YOUNGSTOWN, Ohio (WKBN) – Today marks the anniversary of the May 31, 1985 tornado outbreak. This outbreak is the benchmark for our area when you think of severe weather in modern weather history.

The impacts of this storm are still around today. There are still markers and monuments located around the region from the storm.

Even 38 years later, we have not experienced any weather that comes close to comparing to it.

A look at the 1985 Tornado Outbreak

The outbreak produced 43 tornadoes!

This outbreak was the deadliest tornado outbreak of the 1980s, according to the National Weather Service. It killed 89 people. It also injured more than 1,000 people across the southeast Great Lakes and Ontario, Canada.

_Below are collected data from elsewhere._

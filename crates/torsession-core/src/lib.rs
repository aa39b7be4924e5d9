//! # torsession
//!
//! Supervision of a local Tor daemon and a typed client for its control
//! channel.
//!
//! The crate owns the whole startup story of a cookie-authenticated Tor
//! instance: it prepares the socket directory, waits for the daemon to
//! write its authentication cookie, opens and authenticates the control
//! socket, then tracks bootstrap progress and connectivity events for the
//! lifetime of the session. Applications observe the session through a
//! cloneable [`TorSession`] handle.
//!
//! ## Architecture
//!
//! ```text
//! ┌─────────────────────────────────────────┐
//! │              Application                │
//! ├─────────────────────────────────────────┤
//! │   session (coordinator state machine)   │
//! ├──────────────┬──────────────┬───────────┤
//! │  readiness   │   control    │  circuit  │
//! ├──────────────┴──────────────┴───────────┤
//! │        launcher (daemon process)        │
//! └─────────────────────────────────────────┘
//! ```
//!
//! Circuit policy, relay selection, and onion routing itself belong to the
//! daemon; this crate only supervises it and surfaces its state.

#![forbid(unsafe_code)]
#![warn(missing_docs, rust_2018_idioms, clippy::all)]
#![deny(clippy::unwrap_used, clippy::expect_used)]

pub mod circuit;
pub mod control;
pub mod error;
pub mod launcher;
pub mod logging;
mod readiness;
pub mod session;

pub use circuit::{Circuit, Node};
pub use control::{ControlChannel, ControlEvent, ProxyConfig};
pub use error::{Error, Result};
pub use launcher::{AccessGate, AlwaysAllowed, LaunchOptions, TorLauncher, TorProcess};
pub use session::{LifecycleState, SessionOptions, TorSession};

/// Library version.
pub const VERSION: &str = env!("CARGO_PKG_VERSION");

The estimated cost is around $600 million in property damage!

Image of the tornado paths from the May 31, 1985 tornado outbreak from the National Weather Service.

The outbreak produced some of the longest-tracked tornadoes in our region in recorded history. It also produced the farthest east F-5 tornado on record within the United States.

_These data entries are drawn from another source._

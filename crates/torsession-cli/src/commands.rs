//! CLI command implementations.

use std::path::PathBuf;
use std::sync::Arc;

use anyhow::{Context, Result};
use tracing::info;

use torsession_core::{Circuit, LifecycleState, SessionOptions, TorProcess, TorSession};

fn build_options(
    data_dir: &str,
    tor_binary: &str,
    geoip: Option<&str>,
    geoip6: Option<&str>,
) -> SessionOptions {
    let base = PathBuf::from(data_dir);
    let mut options = SessionOptions::new(
        base.join("control"),
        base.join("tor"),
        Arc::new(TorProcess::with_program(tor_binary)),
    );
    options.geoip_file = geoip.map(PathBuf::from);
    options.geoip6_file = geoip6.map(PathBuf::from);
    options
}

/// Spawn a session, log bootstrap progress and state transitions, and
/// drive it to ready.
async fn start_session(options: SessionOptions) -> Result<TorSession> {
    let session = TorSession::spawn(options);

    let mut progress = session.subscribe_bootstrap();
    tokio::spawn(async move {
        while progress.changed().await.is_ok() {
            let percent = *progress.borrow_and_update();
            info!(percent, "bootstrap");
        }
    });

    let mut states = session.subscribe_state();
    tokio::spawn(async move {
        while states.changed().await.is_ok() {
            let state = states.borrow_and_update().clone();
            match state {
                LifecycleState::Starting => info!("launching tor"),
                LifecycleState::Authenticating => info!("authenticating control channel"),
                LifecycleState::Ready => info!("control channel ready"),
                LifecycleState::Failed(e) => info!(error = %e, "session failed"),
                LifecycleState::Idle => {}
            }
        }
    });

    session.start().await.context("tor session failed to start")?;
    Ok(session)
}

/// Run the daemon until interrupted.
pub async fn run(
    data_dir: &str,
    tor_binary: &str,
    geoip: Option<&str>,
    geoip6: Option<&str>,
) -> Result<()> {
    let session = start_session(build_options(data_dir, tor_binary, geoip, geoip6)).await?;

    if let Some(proxy) = session.proxy_config().await {
        println!("SOCKS proxy listening on {}:{}", proxy.host, proxy.port);
    }
    println!("Session running; press Ctrl-C to stop.");

    tokio::signal::ctrl_c()
        .await
        .context("failed to wait for interrupt")?;
    println!("Interrupted; shutting down.");
    Ok(())
}

/// Print the SOCKS proxy configuration the daemon exposes.
pub async fn proxy(data_dir: &str, tor_binary: &str) -> Result<()> {
    let session = start_session(build_options(data_dir, tor_binary, None, None)).await?;

    match session.proxy_config().await {
        Some(proxy) => println!("{}:{}", proxy.host, proxy.port),
        None => println!("no SOCKS listener configured"),
    }
    Ok(())
}

/// Wait for connectivity and print a circuit snapshot.
pub async fn circuits(
    data_dir: &str,
    tor_binary: &str,
    geoip: Option<&str>,
    geoip6: Option<&str>,
) -> Result<()> {
    let session = start_session(build_options(data_dir, tor_binary, geoip, geoip6)).await?;

    let mut progress = session.subscribe_bootstrap();
    progress
        .wait_for(|p| *p == 100)
        .await
        .context("session ended before reaching connectivity")?;

    match session.circuits().await {
        Some(circuits) if !circuits.is_empty() => {
            for circuit in &circuits {
                print_circuit(circuit);
            }
        }
        Some(_) => println!("no circuits established"),
        None => println!("control channel unavailable"),
    }
    Ok(())
}

fn print_circuit(circuit: &Circuit) {
    println!(
        "Circuit {} [{}] purpose={}",
        field(&circuit.id),
        field(&circuit.status),
        field(&circuit.purpose),
    );
    if !circuit.build_flags.is_empty() {
        println!("  flags: {}", circuit.build_flags.join(","));
    }
    for node in &circuit.path {
        println!(
            "  {:19} {} {} {}",
            field(&node.nickname),
            field(&node.fingerprint),
            field(&node.ipv4),
            field(&node.country),
        );
    }
}

fn field(value: &Option<String>) -> &str {
    value.as_deref().unwrap_or("-")
}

The F-5 (The EF Scale used to be the “F” scale) rolled across Trumbull County in Ohio and pushed into Mercer County in Pennsylvania.

The outbreak started in the afternoon on May 31, 1985. Multiple storms developed and exploded into dangerous rotating mesocyclones (rotating storms). These storms would prove to be deadly as they killed 89 people as they ripped through Ohio, Pennsylvania, New York and Ontario, Canada.

A Surface Map from the National Weather Service shows a cold front sweeping through eastern Ohio and Western Pennsylvania.

There were multiple cities and locations hit by this storm around eastern Ohio and Western Pennsylvania. Some towns that were hit included Newton Falls, Niles, Hubbard and Wheatland, Pa. Parts of northern/northeastern Columbiana County also received damage from a tornado as this outbreak ripped through.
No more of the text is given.